Мне кажется, она считала, что он сказочно богат — ведь он держался, как аристократ, а люди определенного класса считают всех без исключения американских аристократов богачами. Во всяком случае, она, наверное, решила, что для нее представился редкий случай заключить законный союз с молодым человеком из по-настоящему хорошей семьи. К тому времени, как я решился открыто написать ему о своих опасениях, было уже слишком поздно. Мальчик успел сочетаться законным браком и написал, что бросает учебу и выезжает с этой женщиной домой, в Риверсайд. Он был абсолютно уверен, что она принесла великую жертву, согласившись оставить место главы культа, и стать обыкновенным частным лицом — хозяйкой Риверсайда и матерью будущих де Русси.
Что ж, мне оставалось только покориться судьбе. Я знал, что у извращенных жителей континента правила отличаются от наших, американских, да к тому же мне и впрямь ничего не было известно об этой женщине. Возможно, она обманщица, но зачем же непременно подозревать ее в чем-то еще более худшем? Ради моего мальчика я пытался относиться к этим вещам как можно спокойнее. Да и что же оставалось делать здравомыслящему человеку, как не оставить Дэниса в покое до тех пор, пока его жена будет вести себя, как это принято у де Русси. Пусть у нее будет шанс показать себя, — возможно, честь семьи от этого и не пострадает. А потому я не возражал и не требовал от Дэниса раскаяния. Дело было сделано, и я готов был принять моего мальчика, кого бы он с собой ни привез.
Они приехали через три недели после получения мною телеграммы, извещающей о свадьбе. Нечего отрицать, Марселина была самой настоящей красавицей, и я вполне понимал, почему мой сын увлекся ею. В ней за версту чувствовалась порода, и я до сих пор склонен полагать, что в ее жилах текла изрядная доля благородной крови. Судя по всему, ей было ненамного больше двадцати лет. Она была среднего роста, очень стройная и грациозная, как тигрица. Оливковый цвет ее лица напоминал старую слоновую кость, а глаза были большими и темными как ночь. Ее отличали классически правильные, хотя, на мой вкус, и не слишком четко прорисованные черты лица и блестящие черные волосы — самые необычные из тех, что я видел в жизни.

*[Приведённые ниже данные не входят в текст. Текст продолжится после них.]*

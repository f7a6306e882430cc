//! Fast-placefile stage - quick-turnaround placefile generators.
//!
//! Four collaborator invocations in a fixed order: storm reports,
//! surface observations, probability-product download, probability
//! placefile. All are anchored to the first selected site's
//! coordinates.

use crate::pipeline::context::{PlacefilesOutput, RunContext, RunState};
use crate::pipeline::errors::StageResult;
use crate::pipeline::invoke::{require_success, run_collaborator, StageCommand};
use crate::pipeline::stage::{PipelineStage, StageKind, StageOutcome};

pub struct FastPlacefilesStage;

impl FastPlacefilesStage {
    pub fn new() -> Self {
        Self
    }

    /// Generator invocations in execution order.
    fn generator_commands(&self, ctx: &RunContext) -> Option<Vec<(&'static str, StageCommand)>> {
        let anchor = ctx.anchor_coords()?;
        let lat = anchor.lat.to_string();
        let lon = anchor.lon.to_string();
        let exes = &ctx.settings.executables;

        Some(vec![
            (
                "storm reports",
                StageCommand::new(&exes.reports_placefile)
                    .arg(&lat)
                    .arg(&lon)
                    .arg(ctx.times.event_start_str())
                    .arg(ctx.times.event_duration.to_string())
                    .arg(ctx.paths.data_dir.display().to_string())
                    .arg(ctx.paths.placefiles_dir().display().to_string())
                    .arg(ctx.session.as_str()),
            ),
            (
                "surface observations",
                StageCommand::new(&exes.obs_placefile)
                    .arg(&lat)
                    .arg(&lon)
                    .arg(ctx.times.event_start_str())
                    .arg(ctx.times.event_duration.to_string())
                    .arg(ctx.paths.placefiles_dir().display().to_string())
                    .arg(ctx.session.as_str()),
            ),
            (
                "probability download",
                StageCommand::new(&exes.probsevere_fetch)
                    .arg(ctx.times.event_start_str())
                    .arg(ctx.times.event_duration.to_string())
                    .arg(ctx.paths.probsevere_dir().display().to_string())
                    .arg(ctx.session.as_str()),
            ),
            (
                "probability placefile",
                StageCommand::new(&exes.probsevere_placefile)
                    .arg(&lat)
                    .arg(&lon)
                    .arg(ctx.paths.probsevere_dir().display().to_string())
                    .arg(ctx.paths.placefiles_dir().display().to_string())
                    .arg(ctx.session.as_str()),
            ),
        ])
    }
}

impl Default for FastPlacefilesStage {
    fn default() -> Self {
        Self::new()
    }
}

impl PipelineStage for FastPlacefilesStage {
    fn name(&self) -> &str {
        "FastPlacefiles"
    }

    fn kind(&self) -> StageKind {
        StageKind::FastPlacefiles
    }

    fn execute(&self, ctx: &RunContext, state: &mut RunState) -> StageResult<StageOutcome> {
        let commands = match self.generator_commands(ctx) {
            Some(commands) => commands,
            None => {
                return Ok(StageOutcome::Skipped(
                    "no site coordinates to anchor placefiles".to_string(),
                ))
            }
        };

        let mut generators = Vec::new();
        for (label, cmd) in commands {
            ctx.logger.info(&format!("generating {}", label));
            let output = run_collaborator(&cmd, &ctx.token, &ctx.logger)?;
            require_success(&cmd, &output)?;
            generators.push(label.to_string());
        }

        state.placefiles = Some(PlacefilesOutput { generators });
        Ok(StageOutcome::Completed)
    }
}
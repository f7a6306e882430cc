//! Transpose stage - moves radar data in time/space for polling.
//!
//! One munge collaborator invocation per selected site exports shifted
//! radar files into the destination site's polling directory. After
//! each site an initial `dir.list` is written so display clients have
//! data to poll while the later stages run. Intermediate files left in
//! the download directories are removed at the end.

use std::path::Path;

use crate::artifacts::{dir_list, POLLING_FILE_RE};
use crate::pipeline::context::{RunContext, RunState, TransposeOutput};
use crate::pipeline::errors::StageResult;
use crate::pipeline::invoke::{require_success, run_collaborator, StageCommand};
use crate::pipeline::stage::{PipelineStage, StageKind, StageOutcome};

pub struct TransposeStage;

impl TransposeStage {
    pub fn new() -> Self {
        Self
    }

    /// Munge command for one site.
    fn munge_command(&self, ctx: &RunContext, site: &str, destination: &str) -> StageCommand {
        StageCommand::new(&ctx.settings.executables.radar_munge)
            .arg(site)
            .arg(ctx.times.playback_start_str())
            .arg(ctx.times.event_duration.to_string())
            .arg(ctx.times.shift_seconds.to_string())
            .arg(ctx.paths.radar_dir().display().to_string())
            .arg(ctx.paths.polling_dir().display().to_string())
            .arg(destination)
            .arg(ctx.session.as_str())
    }

    /// Remove uncompressed/munged leftovers from the download dirs;
    /// the exported polling copies are the ones that matter now.
    fn remove_intermediate_files(&self, radar_dir: &Path) {
        let mut pending = vec![radar_dir.to_path_buf()];
        while let Some(dir) = pending.pop() {
            let entries = match std::fs::read_dir(&dir) {
                Ok(entries) => entries,
                Err(_) => continue,
            };
            let in_downloads = dir.file_name().and_then(|n| n.to_str()) == Some("downloads");
            for entry in entries.flatten() {
                let path = entry.path();
                if path.is_dir() {
                    pending.push(path);
                    continue;
                }
                if !in_downloads {
                    continue;
                }
                let name = match path.file_name().and_then(|n| n.to_str()) {
                    Some(name) => name,
                    None => continue,
                };
                if POLLING_FILE_RE.is_match(name) || name.contains(".uncompressed") {
                    let _ = std::fs::remove_file(&path);
                }
            }
        }
    }
}

impl Default for TransposeStage {
    fn default() -> Self {
        Self::new()
    }
}

impl PipelineStage for TransposeStage {
    fn name(&self) -> &str {
        "Transpose"
    }

    fn kind(&self) -> StageKind {
        StageKind::Transpose
    }

    fn execute(&self, ctx: &RunContext, state: &mut RunState) -> StageResult<StageOutcome> {
        if ctx.sites.is_empty() {
            return Ok(StageOutcome::Skipped("no sites selected".to_string()));
        }

        let mut polling_sites: Vec<String> = Vec::new();
        for site in ctx.sites.keys() {
            let destination = ctx.destination_site(site);
            let cmd = self.munge_command(ctx, site, &destination);
            let output = run_collaborator(&cmd, &ctx.token, &ctx.logger)?;
            require_success(&cmd, &output)?;

            let site_dir = ctx.paths.site_polling_dir(&destination);
            match dir_list::write_dir_list(&site_dir, None) {
                Ok(count) => ctx
                    .logger
                    .info(&format!("{}: initial dir.list with {} files", destination, count)),
                Err(e) => ctx
                    .logger
                    .warn(&format!("could not write dir.list for {}: {}", destination, e)),
            }
            if !polling_sites.contains(&destination) {
                polling_sites.push(destination);
            }
        }

        self.remove_intermediate_files(&ctx.paths.radar_dir());
        state.transpose = Some(TransposeOutput { polling_sites });
        Ok(StageOutcome::Completed)
    }
}
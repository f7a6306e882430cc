//! Session identity and well-known filesystem layout.
//!
//! Every simulation session owns an isolated directory tree so multiple
//! sessions can run side by side. All path knowledge lives here; the
//! rest of the crate asks `SessionPaths` instead of joining strings.

use std::path::{Path, PathBuf};

use serde::{Deserialize, Serialize};

/// Unique session identifier.
///
/// Doubles as the run-correlation tag: it is appended to every external
/// stage invocation so the monitor can attribute processes to this run.
#[derive(Debug, Clone, PartialEq, Eq, Hash, Serialize, Deserialize)]
pub struct SessionId(String);

impl SessionId {
    /// Wrap an existing identifier.
    pub fn new(id: impl Into<String>) -> Self {
        Self(id.into())
    }

    /// Generate a fresh random identifier.
    pub fn generate() -> Self {
        Self(uuid::Uuid::new_v4().simple().to_string())
    }

    /// The identifier as a string slice.
    pub fn as_str(&self) -> &str {
        &self.0
    }
}

impl std::fmt::Display for SessionId {
    fn fmt(&self, f: &mut std::fmt::Formatter<'_>) -> std::fmt::Result {
        write!(f, "{}", self.0)
    }
}

/// All directories and well-known files for one session.
#[derive(Debug, Clone, Serialize, Deserialize)]
pub struct SessionPaths {
    /// Application base directory.
    pub base_dir: PathBuf,
    /// Per-session scratch data (radar downloads, model data, logs).
    pub data_dir: PathBuf,
    /// Per-session served assets (polling tree, placefiles, pages).
    pub assets_dir: PathBuf,
}

impl SessionPaths {
    /// Build the layout for a session rooted at `base_dir`.
    pub fn new(base_dir: impl Into<PathBuf>, session: &SessionId) -> Self {
        let base_dir = base_dir.into();
        let data_dir = base_dir.join("data").join(session.as_str());
        let assets_dir = base_dir.join("assets").join(session.as_str());
        Self {
            base_dir,
            data_dir,
            assets_dir,
        }
    }

    /// Radar data root (per-site download subdirectories live below it).
    pub fn radar_dir(&self) -> PathBuf {
        self.data_dir.join("radar")
    }

    /// Download directory for one site's raw files.
    pub fn site_download_dir(&self, site: &str) -> PathBuf {
        self.radar_dir().join(site.to_uppercase()).join("downloads")
    }

    /// Root of the tree polled by display clients.
    pub fn polling_dir(&self) -> PathBuf {
        self.assets_dir.join("polling")
    }

    /// Polling directory for one site.
    pub fn site_polling_dir(&self, site: &str) -> PathBuf {
        self.polling_dir().join(site.to_uppercase())
    }

    /// Directory holding canonical and shifted placefiles.
    pub fn placefiles_dir(&self) -> PathBuf {
        self.assets_dir.join("placefiles")
    }

    /// Directory holding rendered hodograph images.
    pub fn hodographs_dir(&self) -> PathBuf {
        self.assets_dir.join("hodographs")
    }

    /// Directory holding downloaded model data.
    pub fn model_dir(&self) -> PathBuf {
        self.data_dir.join("model_data")
    }

    /// Directory holding downloaded probability products.
    pub fn probsevere_dir(&self) -> PathBuf {
        self.data_dir.join("probsevere")
    }

    /// Directory for user-retrievable bundles.
    pub fn user_downloads_dir(&self) -> PathBuf {
        self.assets_dir.join("downloads")
    }

    /// Directory for session log files.
    pub fn log_dir(&self) -> PathBuf {
        self.data_dir.join("logs")
    }

    /// Durable run-status marker file.
    pub fn status_file(&self) -> PathBuf {
        self.data_dir.join("script_status.txt")
    }

    /// Completion marker file; presence means the prior run finished.
    pub fn completion_marker(&self) -> PathBuf {
        self.data_dir.join("run_complete")
    }

    /// Pre-flight inventory of expected radar files.
    pub fn inventory_file(&self) -> PathBuf {
        self.radar_dir().join("radarinfo.json")
    }

    /// Bundle of original (raw) radar files.
    pub fn radar_bundle(&self) -> PathBuf {
        self.user_downloads_dir().join("original_radar_files.zip")
    }

    /// Bundle of original (unshifted) placefiles.
    pub fn placefile_bundle(&self) -> PathBuf {
        self.user_downloads_dir().join("original_placefiles.zip")
    }

    /// Rendered hodograph page.
    pub fn hodograph_page(&self) -> PathBuf {
        self.assets_dir.join("hodographs.html")
    }

    /// Links page for polling and download endpoints.
    pub fn links_page(&self) -> PathBuf {
        self.assets_dir.join("links.html")
    }

    /// Events summary page written by the metadata stage.
    pub fn events_page(&self) -> PathBuf {
        self.assets_dir.join("events.html")
    }

    /// Events reference text file written by the metadata stage.
    pub fn events_file(&self) -> PathBuf {
        self.data_dir.join("events.txt")
    }

    /// Poller configuration file inside the polling tree.
    pub fn polling_config(&self) -> PathBuf {
        self.polling_dir().join("grlevel2.cfg")
    }

    /// Source poller configuration file at the application base.
    pub fn polling_config_source(&self) -> PathBuf {
        self.base_dir.join("grlevel2.cfg")
    }

    /// Directories that must exist before a run starts.
    pub fn run_dirs(&self) -> Vec<PathBuf> {
        vec![
            self.radar_dir(),
            self.polling_dir(),
            self.placefiles_dir(),
            self.hodographs_dir(),
            self.model_dir(),
            self.probsevere_dir(),
            self.user_downloads_dir(),
            self.log_dir(),
        ]
    }

    /// Create every run directory.
    pub fn ensure_dirs(&self) -> std::io::Result<()> {
        for dir in self.run_dirs() {
            std::fs::create_dir_all(dir)?;
        }
        Ok(())
    }
}

/// Filenames preserved by the pre-run cleanup sweep.
pub(crate) fn is_protected_file(name: &str) -> bool {
    matches!(name, "grlevel2.cfg" | "events.txt")
}

/// Remove prior-run files below `dir`, keeping protected filenames.
///
/// Empty subdirectories are removed bottom-up. Missing directories are
/// fine; concurrent deletion is tolerated.
pub(crate) fn sweep_dir(dir: &Path) -> std::io::Result<()> {
    if !dir.is_dir() {
        return Ok(());
    }
    let mut subdirs = Vec::new();
    for entry in std::fs::read_dir(dir)? {
        let entry = entry?;
        let path = entry.path();
        if path.is_dir() {
            subdirs.push(path);
        } else {
            let keep = path
                .file_name()
                .and_then(|n| n.to_str())
                .map(is_protected_file)
                .unwrap_or(false);
            if !keep {
                let _ = std::fs::remove_file(&path);
            }
        }
    }
    for sub in subdirs {
        sweep_dir(&sub)?;
        let _ = std::fs::remove_dir(&sub);
    }
    Ok(())
}
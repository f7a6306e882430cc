//! Simulation clock: derives the playback window and time shift.
//!
//! The playback window is anchored to "now" so display clients polling
//! a live-data protocol see the replay as current data. All arithmetic
//! is done at second granularity in UTC; display strings use minute
//! precision.

use chrono::{DateTime, Duration, DurationRound, Timelike, Utc};
use serde::{Deserialize, Serialize};

/// Minute-precision display format used across pages and stage args.
pub const DISPLAY_FORMAT: &str = "%Y-%m-%d %H:%M";

/// Offset of the initial playback clock from the window start.
const INITIAL_CLOCK_OFFSET_SECS: i64 = 600;

/// Spacing of selectable playback checkpoints.
const CHECKPOINT_STEP_SECS: i64 = 300;

/// Derived timing for one simulation run.
///
/// Invariants: `shift_seconds == playback_start - event_start` and
/// `playback_start <= playback_clock <= playback_end`.
#[derive(Debug, Clone, PartialEq, Eq, Serialize, Deserialize)]
pub struct SimulationTimes {
    /// Historical start of the event being replayed.
    pub event_start: DateTime<Utc>,
    /// Event duration in minutes.
    pub event_duration: i64,
    /// Start of the playback window.
    pub playback_start: DateTime<Utc>,
    /// End of the playback window ("now" floored to 15 minutes).
    pub playback_end: DateTime<Utc>,
    /// Initial virtual "current time" for the replay.
    pub playback_clock: DateTime<Utc>,
    /// Whole-second shift from event time to playback time. Negative
    /// when the playback window precedes the event.
    pub shift_seconds: i64,
}

impl SimulationTimes {
    /// Compute the window for an event starting now.
    pub fn compute(event_start: DateTime<Utc>, event_duration: i64) -> Self {
        Self::compute_at(event_start, event_duration, Utc::now())
    }

    /// Compute the window against an explicit wall clock (for tests).
    pub fn compute_at(
        event_start: DateTime<Utc>,
        event_duration: i64,
        now: DateTime<Utc>,
    ) -> Self {
        let now = now
            .with_second(0)
            .and_then(|t| t.with_nanosecond(0))
            .unwrap_or(now);
        let playback_end = now - Duration::minutes((now.minute() % 15) as i64);
        let playback_start = playback_end - Duration::minutes(event_duration);

        // Clamp keeps the ordering invariant for sub-10-minute windows.
        let playback_clock =
            (playback_start + Duration::seconds(INITIAL_CLOCK_OFFSET_SECS)).min(playback_end);

        let shift = playback_start.signed_duration_since(event_start);
        Self {
            event_start,
            event_duration,
            playback_start,
            playback_end,
            playback_clock,
            shift_seconds: shift.num_seconds(),
        }
    }

    /// Selectable checkpoints at 5-minute increments spanning
    /// `[playback_start, playback_start + duration]`.
    pub fn checkpoints(&self) -> Vec<DateTime<Utc>> {
        let steps = (self.event_duration * 60) / CHECKPOINT_STEP_SECS;
        (0..=steps)
            .map(|t| self.playback_start + Duration::seconds(t * CHECKPOINT_STEP_SECS))
            .collect()
    }

    /// Minute-precision display string for any instant.
    pub fn display(instant: DateTime<Utc>) -> String {
        instant.format(DISPLAY_FORMAT).to_string()
    }

    /// Display string for the event start.
    pub fn event_start_str(&self) -> String {
        Self::display(self.event_start)
    }

    /// Display string for the playback window start.
    pub fn playback_start_str(&self) -> String {
        Self::display(self.playback_start)
    }

    /// Display string for the playback window end.
    pub fn playback_end_str(&self) -> String {
        Self::display(self.playback_end)
    }

    /// Display string for the initial playback clock.
    pub fn playback_clock_str(&self) -> String {
        Self::display(self.playback_clock)
    }

    /// Whether an instant falls inside the playback window.
    pub fn in_window(&self, instant: DateTime<Utc>) -> bool {
        instant >= self.playback_start && instant <= self.playback_end
    }
}

/// Floor an instant to the nearest 15-minute boundary.
///
/// Exposed for tests that verify the window anchor directly.
pub fn floor_to_quarter_hour(instant: DateTime<Utc>) -> DateTime<Utc> {
    instant
        .duration_trunc(Duration::minutes(15))
        .unwrap_or(instant)
}
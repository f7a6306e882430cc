//! Completion bundles.
//!
//! On full completion the originally downloaded raw radar files and the
//! original (unshifted) placefiles are archived into two independent
//! retrievable zip bundles at well-known paths. Consumers treat a size
//! above a minimal empty-archive threshold as "ready".

use std::fs::{self, File};
use std::io;
use std::path::{Path, PathBuf};

use zip::write::SimpleFileOptions;
use zip::ZipWriter;

use crate::artifacts::RAW_FILE_RE;

use super::errors::{StageError, StageResult};

/// Bundle every raw radar file below `radar_dir` into `bundle_path`.
///
/// Returns the number of files archived.
pub fn bundle_raw_radar(radar_dir: &Path, bundle_path: &Path) -> StageResult<usize> {
    let files = collect_files(radar_dir, |name| RAW_FILE_RE.is_match(name))
        .map_err(|e| StageError::io_error("scanning radar files", e))?;
    write_bundle(bundle_path, &files)
}

/// Bundle every canonical placefile in `placefiles_dir` into
/// `bundle_path`, excluding derived (`shifted`/`updated`) outputs.
pub fn bundle_original_placefiles(
    placefiles_dir: &Path,
    bundle_path: &Path,
) -> StageResult<usize> {
    let files = collect_files(placefiles_dir, |name| {
        name.ends_with(".txt") && !name.contains("shifted") && !name.contains("updated")
    })
    .map_err(|e| StageError::io_error("scanning placefiles", e))?;
    write_bundle(bundle_path, &files)
}

/// Recursively collect files whose name passes the filter.
fn collect_files(
    root: &Path,
    filter: impl Fn(&str) -> bool + Copy,
) -> io::Result<Vec<PathBuf>> {
    let mut found = Vec::new();
    if !root.is_dir() {
        return Ok(found);
    }
    let mut pending = vec![root.to_path_buf()];
    while let Some(dir) = pending.pop() {
        for entry in fs::read_dir(&dir)? {
            let entry = entry?;
            let path = entry.path();
            if path.is_dir() {
                pending.push(path);
            } else if let Some(name) = path.file_name().and_then(|n| n.to_str()) {
                if filter(name) {
                    found.push(path);
                }
            }
        }
    }
    found.sort();
    Ok(found)
}

fn write_bundle(bundle_path: &Path, files: &[PathBuf]) -> StageResult<usize> {
    if let Some(parent) = bundle_path.parent() {
        fs::create_dir_all(parent).map_err(|e| StageError::io_error("creating bundle dir", e))?;
    }
    let file = File::create(bundle_path)
        .map_err(|e| StageError::io_error("creating bundle", e))?;
    let mut zip = ZipWriter::new(file);
    let options = SimpleFileOptions::default();

    let mut archived = 0;
    for path in files {
        let name = match path.file_name().and_then(|n| n.to_str()) {
            Some(name) => name,
            None => continue,
        };
        zip.start_file(name, options)?;
        let mut source = File::open(path)
            .map_err(|e| StageError::io_error(format!("opening {}", path.display()), e))?;
        io::copy(&mut source, &mut zip)
            .map_err(|e| StageError::io_error(format!("archiving {}", path.display()), e))?;
        archived += 1;
    }
    zip.finish()?;

    tracing::info!(
        "archived {} files into {}",
        archived,
        bundle_path.display()
    );
    Ok(archived)
}

#[cfg(test)]
mod tests {
    use super::*;
    use tempfile::tempdir;

    #[test]
    fn raw_bundle_only_includes_raw_files() {
        let dir = tempdir().unwrap();
        let downloads = dir.path().join("KTLX").join("downloads");
        fs::create_dir_all(&downloads).unwrap();
        fs::write(downloads.join("KTLX20230607_214500_V06"), b"raw").unwrap();
        fs::write(downloads.join("KTLX20230607_215000.gz"), b"gz").unwrap();
        fs::write(downloads.join("KTLX20230607_214500"), b"munged").unwrap();
        fs::write(downloads.join("notes.uncompressed"), b"tmp").unwrap();

        let bundle = dir.path().join("bundles").join("original_radar_files.zip");
        let count = bundle_raw_radar(dir.path(), &bundle).unwrap();
        assert_eq!(count, 2);
        assert!(bundle.exists());
        // More than an empty archive.
        assert!(fs::metadata(&bundle).unwrap().len() > 22);
    }

    #[test]
    fn placefile_bundle_excludes_derived_outputs() {
        let dir = tempdir().unwrap();
        fs::write(dir.path().join("warnings.txt"), b"canonical").unwrap();
        fs::write(dir.path().join("warnings_shifted.txt"), b"derived").unwrap();
        fs::write(dir.path().join("obs_updated.txt"), b"derived").unwrap();

        let bundle = dir.path().join("original_placefiles.zip");
        let count = bundle_original_placefiles(dir.path(), &bundle).unwrap();
        assert_eq!(count, 1);
    }

    #[test]
    fn missing_source_dir_yields_empty_bundle() {
        let dir = tempdir().unwrap();
        let bundle = dir.path().join("empty.zip");
        let count = bundle_raw_radar(&dir.path().join("nope"), &bundle).unwrap();
        assert_eq!(count, 0);
        assert!(bundle.exists());
    }
}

Неудивительно, что волосы являлись немаловажной составляющей ее магического культа — с таким обилием волос эта мысль естественно должна была прийти ей в голову. Завивавшиеся тяжелыми кольцами, они придавали ей вил какой-то восточной принцессы с рисунков Обри Бердслея. Когда она откидывала их за спину, они спускались ниже колен и сияли отраженным светом, как будто жили своей, отдельной от остального тела жизнью. Стоило мне подольше задержать на них взгляд, как я и сам, без постороннего напоминания, начинал думать о Медузе Горгоне и Беренике.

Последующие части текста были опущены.